If it takes up to two weeks to get results, we can’t detect brewing outbreaks and respond with targeted shutdowns. We can’t do meaningful contact tracing. We can’t expect people to stay home from work or school for two weeks while they wait for the result of a screen. We have no way to render early treatment and attention to those who test positive, to try to prevent serious illness. It’s a disaster.
Many doctors can do a rapid strep test in half an hour, and the “slow” test takes a day. Imagine if it took 12 days before doctors knew whether to prescribe an antibiotic. You’d end up with more cases of meningitis, pneumonia and rheumatic fever. Strep could spread through families and schools like wildfire.
One canon of medical practice is that you order a test only if you can act on the result. And with a turnaround time of a week or two, you cannot. What we have now is often not testing — it’s testing theater.

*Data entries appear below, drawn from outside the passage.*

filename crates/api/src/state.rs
use std::sync::Arc;

use folio_core::catalog::ProjectCatalog;
use folio_mail::ContactNotifier;

use crate::config::ServerConfig;

/// Shared application state available to all Axum handlers via `State<AppState>`.
///
/// This is cheaply cloneable (inner data is behind `Arc`).
#[derive(Clone)]
pub struct AppState {
    /// Server configuration.
    pub config: Arc<ServerConfig>,
    /// Project dataset, loaded once at startup and never mutated.
    pub catalog: Arc<ProjectCatalog>,
    /// Delivers validated contact submissions.
    pub notifier: Arc<dyn ContactNotifier>,
}
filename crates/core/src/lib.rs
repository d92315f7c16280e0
//! Folio domain logic.
//!
//! Pure, dependency-light building blocks shared by the API server and the
//! mail crate: project records and the catalog they are loaded into, the
//! project filter engine with its facet derivation, and the contact form
//! validator.

pub mod catalog;
pub mod contact;
pub mod error;
pub mod facets;
pub mod filter;
pub mod project;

For months the hue and cry was about testing not being more widely available. Even many sick people couldn’t get one. The first tests proved faulty. Then good ones were not distributed to the hot spots. Then there were not enough swabs, personal protective equipment or ingredients like reagents needed to administer the tests.

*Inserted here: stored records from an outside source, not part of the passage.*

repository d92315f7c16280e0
pub mod contact;
pub mod project;
/// Server configuration loaded from environment variables.
///
/// All fields have sensible defaults suitable for local development.
/// In production, override via environment variables.
#[derive(Debug, Clone)]
pub struct ServerConfig {
    /// Bind address (default: `0.0.0.0`).
    pub host: String,
    /// Bind port (default: `3000`).
    pub port: u16,
    /// Allowed CORS origins, parsed from comma-separated `CORS_ORIGINS` env var.
    pub cors_origins: Vec<String>,
    /// HTTP request timeout in seconds (default: `30`).
    pub request_timeout_secs: u64,
    /// How long to wait for in-flight requests after a shutdown signal (default: `30`).
    pub shutdown_timeout_secs: u64,
    /// Path to the JSON project dataset (default: `data/projects.json`).
    pub projects_path: String,
}

impl ServerConfig {
    /// Load configuration from environment variables with defaults.
    ///
    /// | Env Var                | Default                    |
    /// |------------------------|----------------------------|
    /// | `HOST`                 | `0.0.0.0`                  |
    /// | `PORT`                 | `3000`                     |
    /// | `CORS_ORIGINS`         | `http://localhost:5173`    |
    /// | `REQUEST_TIMEOUT_SECS` | `30`                       |
    /// | `SHUTDOWN_TIMEOUT_SECS`| `30`                       |
    /// | `PROJECTS_PATH`        | `data/projects.json`       |
    pub fn from_env() -> Self {
        let host = std::env::var("HOST").unwrap_or_else(|_| "0.0.0.0".into());

        let port: u16 = std::env::var("PORT")
            .unwrap_or_else(|_| "3000".into())
            .parse()
            .expect("PORT must be a valid u16");

        let cors_origins = parse_origins(
            &std::env::var("CORS_ORIGINS").unwrap_or_else(|_| "http://localhost:5173".into()),
        );

        let request_timeout_secs: u64 = std::env::var("REQUEST_TIMEOUT_SECS")
            .unwrap_or_else(|_| "30".into())
            .parse()
            .expect("REQUEST_TIMEOUT_SECS must be a valid u64");

        let shutdown_timeout_secs: u64 = std::env::var("SHUTDOWN_TIMEOUT_SECS")
            .unwrap_or_else(|_| "30".into())
            .parse()
            .expect("SHUTDOWN_TIMEOUT_SECS must be a valid u64");

        let projects_path =
            std::env::var("PROJECTS_PATH").unwrap_or_else(|_| "data/projects.json".into());

        Self {
            host,
            port,
            cors_origins,
            request_timeout_secs,
            shutdown_timeout_secs,
            projects_path,
        }
    }
}

/// Split a comma-separated origin list, dropping blanks.
fn parse_origins(raw: &str) -> Vec<String> {
    raw.split(',')
        .map(|s| s.trim().to_string())
        .filter(|s| !s.is_empty())
        .collect()
}
//! Shared response envelope types for API handlers.
//!
//! All API responses use a `{ "data": ... }` envelope.

use serde::Serialize;

/// Standard `{ "data": T }` response envelope.
///
/// # Example
///
/// ```ignore
/// Ok(Json(DataResponse { data: items }))
/// ```
#[derive(Debug, Serialize)]
pub struct DataResponse<T: Serialize> {
    pub data: T,
}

After all these missteps, the political pressure to provide widespread free testing was enormous. And with little help from the White House, many states turned somersaults and delivered. Voilà!
But there was far less pressure to make sure that labs receiving the swabs had the capacity to process all those collected specimens.
Now, in cities like New York and Washington and Los Angeles, there are dozens if not hundreds of clinics where anyone who wants a test can walk in and get the famous stick up your nose or some variant. Though the simple tests are by law “free” to patients, the clinics bill insurers (or the government) hefty fees — sometimes hundreds of dollars — for administering them. This gives clinics the incentive to throw open the doors and do as many tests as possible.
Some hospitals, clinics and cities that run the specimens themselves or outsource to an array of different labs can deliver results in a timely fashion. State labs in Texas, which is experiencing a major outbreak, say their turnaround time is two to three days. But many results take far longer.
LabCorp and Quest, the two biggest commercial labs, have both acknowledged sometimes long delays in processing the vastly increased volume of tests. Governors are furious. Gov. Jared Polis of Colorado said that the nine days it sometimes took to get a result from these companies rendered them “almost useless.”
A coronavirus test is not really a test if the result is too late to act on. So labs need to ramp up capacity, as they’ve vowed to do. More important, all those centers offering free testing need to take responsibility for delivering results within 48 or, maybe, 72 hours. That means contracting with labs that can guarantee turnaround.
“Anyone who wants a test can get one” is a nice-sounding political promise, but it’s not helping anyone. Sick people need to know if they’re sick with the coronavirus. Those who have been seriously exposed need to know if they got it. And others will need tests to be cleared for work, school or a family visit with vulnerable relatives.
This is how the coronavirus played out in my family’s vacation: While my son arrived on schedule, his test results did not. So he was consigned to the quarantine cottage. He wore a mask in the house and the car. We ate outdoors and he sat at the far end of a picnic table. We even squirted the ketchup on his burger for him, so that he wouldn’t have to touch the bottle. Each morning we checked the app, hoping for deliverance. It never came.
Finally, 12 days after my son’s last potential exposure at the Independence Day picnic, I agreed he could take off the mask. He had no symptoms and at that point he was most likely no longer contagious, either way. We hugged and enjoyed our last two days of vacation. Then he returned to New York.
The next morning, I got his text: “Test came back negative!”
Elisabeth Rosenthal, editor in chief of Kaiser Health News, was an emergency room physician before becoming a New York Times correspondent. She is the author of “An American Sickness: How Healthcare Became Big Business and How You Can Take It Back.”